• **YOUR GOAL**: In the listing that follows, count the lines that include "repository", and answer with the total alone.

*** SUPPLIED RECORDS Section Begins ***

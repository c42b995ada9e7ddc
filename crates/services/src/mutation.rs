use std::collections::{BTreeMap, VecDeque};
use std::fmt;

use lesson_core::model::{
    FieldEdit, FieldEditError, FieldValue, Lesson, LessonField, RowIndex, StepName,
};
use serde::Serialize;
use storage::repository::{LessonBackend, StorageError};

//
// ─── COMMANDS ──────────────────────────────────────────────────────────────────
//

/// A user intent against one cell of one lesson.
#[derive(Debug, Clone, PartialEq, Eq)]
pub enum Command {
    ToggleStep {
        row: RowIndex,
        step: StepName,
        value: bool,
    },
    EditField {
        row: RowIndex,
        edit: FieldEdit,
    },
}

impl Command {
    #[must_use]
    pub fn toggle_step(row: RowIndex, step: impl Into<StepName>, value: bool) -> Self {
        Self::ToggleStep {
            row,
            step: step.into(),
            value,
        }
    }

    /// Build a field edit, validating the value first.
    ///
    /// # Errors
    ///
    /// Returns `FieldEditError` for blank text or a value of the wrong kind.
    pub fn edit_field(
        row: RowIndex,
        field: LessonField,
        value: FieldValue,
    ) -> Result<Self, FieldEditError> {
        Ok(Self::EditField {
            row,
            edit: FieldEdit::new(field, value)?,
        })
    }

    #[must_use]
    pub fn row(&self) -> RowIndex {
        match self {
            Command::ToggleStep { row, .. } | Command::EditField { row, .. } => *row,
        }
    }

    #[must_use]
    pub fn cell_key(&self) -> CellKey {
        let cell = match self {
            Command::ToggleStep { step, .. } => Cell::Step(step.clone()),
            Command::EditField { edit, .. } => Cell::Field(edit.field()),
        };
        CellKey {
            row: self.row(),
            cell,
        }
    }

    #[must_use]
    pub fn value(&self) -> CellValue {
        match self {
            Command::ToggleStep { value, .. } => CellValue::Flag(*value),
            Command::EditField { edit, .. } => CellValue::Field(edit.value().clone()),
        }
    }
}

//
// ─── CELLS ─────────────────────────────────────────────────────────────────────
//

#[derive(Debug, Clone, PartialEq, Eq, Hash, PartialOrd, Ord, Serialize)]
#[serde(rename_all = "camelCase")]
pub enum Cell {
    Step(StepName),
    Field(LessonField),
}

impl fmt::Display for Cell {
    fn fmt(&self, f: &mut fmt::Formatter<'_>) -> fmt::Result {
        match self {
            Cell::Step(step) => write!(f, "{step}"),
            Cell::Field(field) => write!(f, "{field}"),
        }
    }
}

/// Address of a mutable cell: one step flag or one field of one lesson.
#[derive(Debug, Clone, PartialEq, Eq, Hash, PartialOrd, Ord, Serialize)]
#[serde(rename_all = "camelCase")]
pub struct CellKey {
    pub row: RowIndex,
    pub cell: Cell,
}

impl fmt::Display for CellKey {
    fn fmt(&self, f: &mut fmt::Formatter<'_>) -> fmt::Result {
        write!(f, "row {} / {}", self.row, self.cell)
    }
}

#[derive(Debug, Clone, PartialEq, Eq, Serialize)]
#[serde(untagged)]
pub enum CellValue {
    Flag(bool),
    Field(FieldValue),
}

impl CellValue {
    /// Read the cell's current value from a lesson.
    #[must_use]
    pub fn read(lesson: &Lesson, cell: &Cell) -> Self {
        match cell {
            Cell::Step(step) => CellValue::Flag(lesson.step(step.as_str()).unwrap_or(false)),
            Cell::Field(field) => CellValue::Field(lesson.field(*field)),
        }
    }
}

//
// ─── REMOTE CALLS ──────────────────────────────────────────────────────────────
//

#[derive(Debug, Clone, Copy, PartialEq, Eq, Hash, PartialOrd, Ord, Serialize)]
#[serde(transparent)]
pub struct MutationId(u64);

impl MutationId {
    #[must_use]
    pub fn new(value: u64) -> Self {
        Self(value)
    }

    #[must_use]
    pub fn value(&self) -> u64 {
        self.0
    }
}

impl fmt::Display for MutationId {
    fn fmt(&self, f: &mut fmt::Formatter<'_>) -> fmt::Result {
        write!(f, "#{}", self.0)
    }
}

/// The backend request that confirms an optimistic change.
#[derive(Debug, Clone, PartialEq, Eq)]
pub enum RemoteCall {
    SetStep {
        row: RowIndex,
        step: StepName,
        value: bool,
    },
    SetField {
        row: RowIndex,
        field: LessonField,
        value: FieldValue,
    },
}

impl RemoteCall {
    #[must_use]
    pub fn from_command(command: &Command) -> Self {
        match command {
            Command::ToggleStep { row, step, value } => RemoteCall::SetStep {
                row: *row,
                step: step.clone(),
                value: *value,
            },
            Command::EditField { row, edit } => RemoteCall::SetField {
                row: *row,
                field: edit.field(),
                value: edit.value().clone(),
            },
        }
    }

    /// Send the call to `backend`.
    ///
    /// # Errors
    ///
    /// Returns whatever `StorageError` the backend reports.
    pub async fn perform(&self, backend: &dyn LessonBackend) -> Result<(), StorageError> {
        match self {
            RemoteCall::SetStep { row, step, value } => {
                backend.mutate_step(*row, step, *value).await
            }
            RemoteCall::SetField { row, field, value } => {
                backend.mutate_field(*row, *field, value).await
            }
        }
    }

    fn value(&self) -> CellValue {
        match self {
            RemoteCall::SetStep { value, .. } => CellValue::Flag(*value),
            RemoteCall::SetField { value, .. } => CellValue::Field(value.clone()),
        }
    }
}

/// A remote call released for sending. Report its outcome through
/// `LessonSession::settle` with the same id.
#[derive(Debug, Clone, PartialEq, Eq)]
pub struct PendingMutation {
    pub id: MutationId,
    pub call: RemoteCall,
}

//
// ─── QUEUE ─────────────────────────────────────────────────────────────────────
//

#[derive(Debug)]
struct CellState {
    known_good: CellValue,
    in_flight: PendingMutation,
    waiting: VecDeque<PendingMutation>,
}

/// A settled call whose cell has more work queued.
#[derive(Debug, Clone, PartialEq, Eq)]
pub struct Confirmed {
    pub key: CellKey,
    pub next: Option<PendingMutation>,
}

/// A failed call: the cell must return to `known_good`.
#[derive(Debug, Clone, PartialEq, Eq)]
pub struct Rejected {
    pub key: CellKey,
    pub known_good: CellValue,
    pub discarded: Vec<MutationId>,
}

/// Serializes remote calls per cell.
///
/// A cell is tracked only while it has a call in flight. At most one call per
/// cell is in flight; later calls wait in arrival order.
#[derive(Debug, Default)]
pub struct MutationQueue {
    cells: BTreeMap<CellKey, CellState>,
}

impl MutationQueue {
    #[must_use]
    pub fn new() -> Self {
        Self::default()
    }

    /// Queue `mutation` for `key`. Returns it back when the cell was idle and
    /// the call may be sent right away.
    ///
    /// `current` is the cell's value before the optimistic change; it becomes
    /// the known-good value when the cell starts being tracked.
    pub fn enqueue(
        &mut self,
        key: CellKey,
        current: CellValue,
        mutation: PendingMutation,
    ) -> Option<PendingMutation> {
        if let Some(state) = self.cells.get_mut(&key) {
            state.waiting.push_back(mutation);
            return None;
        }
        self.cells.insert(
            key,
            CellState {
                known_good: current,
                in_flight: mutation.clone(),
                waiting: VecDeque::new(),
            },
        );
        Some(mutation)
    }

    /// Record success of the in-flight call `id`, releasing the cell's next call.
    ///
    /// Returns `None` if `id` is not in flight.
    pub fn confirm(&mut self, id: MutationId) -> Option<Confirmed> {
        let key = self.key_in_flight(id)?;
        let state = self.cells.get_mut(&key)?;
        state.known_good = state.in_flight.call.value();

        let next = state.waiting.pop_front();
        match &next {
            Some(next) => state.in_flight = next.clone(),
            None => {
                self.cells.remove(&key);
            }
        }
        Some(Confirmed { key, next })
    }

    /// Record failure of the in-flight call `id`, dropping the cell's queue.
    ///
    /// Returns `None` if `id` is not in flight.
    pub fn reject(&mut self, id: MutationId) -> Option<Rejected> {
        let key = self.key_in_flight(id)?;
        let state = self.cells.remove(&key)?;
        Some(Rejected {
            key,
            known_good: state.known_good,
            discarded: state.waiting.into_iter().map(|m| m.id).collect(),
        })
    }

    /// Adopt a fresh snapshot as the known-good baseline.
    ///
    /// Cells of lessons missing from the snapshot are forgotten; their
    /// in-flight outcomes will no longer match.
    pub fn rebase(&mut self, lessons: &[Lesson]) {
        self.cells.retain(|key, state| {
            match lessons.iter().find(|lesson| lesson.row_index() == key.row) {
                Some(lesson) => {
                    state.known_good = CellValue::read(lesson, &key.cell);
                    true
                }
                None => false,
            }
        });
    }

    /// Forget every cell of a row.
    pub fn forget_row(&mut self, row: RowIndex) {
        self.cells.retain(|key, _| key.row != row);
    }

    /// Number of calls in flight or waiting.
    #[must_use]
    pub fn pending(&self) -> usize {
        self.cells.values().map(|state| 1 + state.waiting.len()).sum()
    }

    fn key_in_flight(&self, id: MutationId) -> Option<CellKey> {
        self.cells
            .iter()
            .find(|(_, state)| state.in_flight.id == id)
            .map(|(key, _)| key.clone())
    }
}

#[cfg(test)]
mod tests {
    use super::*;

    fn key(step: &str) -> CellKey {
        CellKey {
            row: RowIndex::new(2),
            cell: Cell::Step(StepName::new(step)),
        }
    }

    fn mutation(id: u64, step: &str, value: bool) -> PendingMutation {
        PendingMutation {
            id: MutationId::new(id),
            call: RemoteCall::SetStep {
                row: RowIndex::new(2),
                step: StepName::new(step),
                value,
            },
        }
    }

    #[test]
    fn second_call_waits_until_first_confirms() {
        let mut queue = MutationQueue::new();
        let first = queue.enqueue(key("Kickoff"), CellValue::Flag(false), mutation(1, "Kickoff", true));
        assert!(first.is_some());

        let second = queue.enqueue(key("Kickoff"), CellValue::Flag(true), mutation(2, "Kickoff", false));
        assert!(second.is_none());
        assert_eq!(queue.pending(), 2);

        let confirmed = queue.confirm(MutationId::new(1)).unwrap();
        assert_eq!(confirmed.next, Some(mutation(2, "Kickoff", false)));

        let confirmed = queue.confirm(MutationId::new(2)).unwrap();
        assert_eq!(confirmed.next, None);
        assert_eq!(queue.pending(), 0);
    }

    #[test]
    fn other_cells_are_independent() {
        let mut queue = MutationQueue::new();
        queue.enqueue(key("Kickoff"), CellValue::Flag(false), mutation(1, "Kickoff", true));
        let other = queue.enqueue(key("Research"), CellValue::Flag(false), mutation(2, "Research", true));
        assert!(other.is_some());
    }

    #[test]
    fn rejection_restores_last_confirmed_value_and_drops_queue() {
        let mut queue = MutationQueue::new();
        queue.enqueue(key("Kickoff"), CellValue::Flag(false), mutation(1, "Kickoff", true));
        queue.enqueue(key("Kickoff"), CellValue::Flag(true), mutation(2, "Kickoff", false));
        queue.enqueue(key("Kickoff"), CellValue::Flag(false), mutation(3, "Kickoff", true));

        queue.confirm(MutationId::new(1)).unwrap();
        let rejected = queue.reject(MutationId::new(2)).unwrap();

        assert_eq!(rejected.known_good, CellValue::Flag(true));
        assert_eq!(rejected.discarded, vec![MutationId::new(3)]);
        assert_eq!(queue.pending(), 0);
    }

    #[test]
    fn unknown_ids_are_ignored() {
        let mut queue = MutationQueue::new();
        assert!(queue.confirm(MutationId::new(9)).is_none());
        assert!(queue.reject(MutationId::new(9)).is_none());
    }

    #[test]
    fn queued_call_is_not_settleable_before_release() {
        let mut queue = MutationQueue::new();
        queue.enqueue(key("Kickoff"), CellValue::Flag(false), mutation(1, "Kickoff", true));
        queue.enqueue(key("Kickoff"), CellValue::Flag(true), mutation(2, "Kickoff", false));
        assert!(queue.confirm(MutationId::new(2)).is_none());
    }
}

*** SUPPLIED RECORDS Section Ends ***

• **PROBLEM SOLUTION**: 2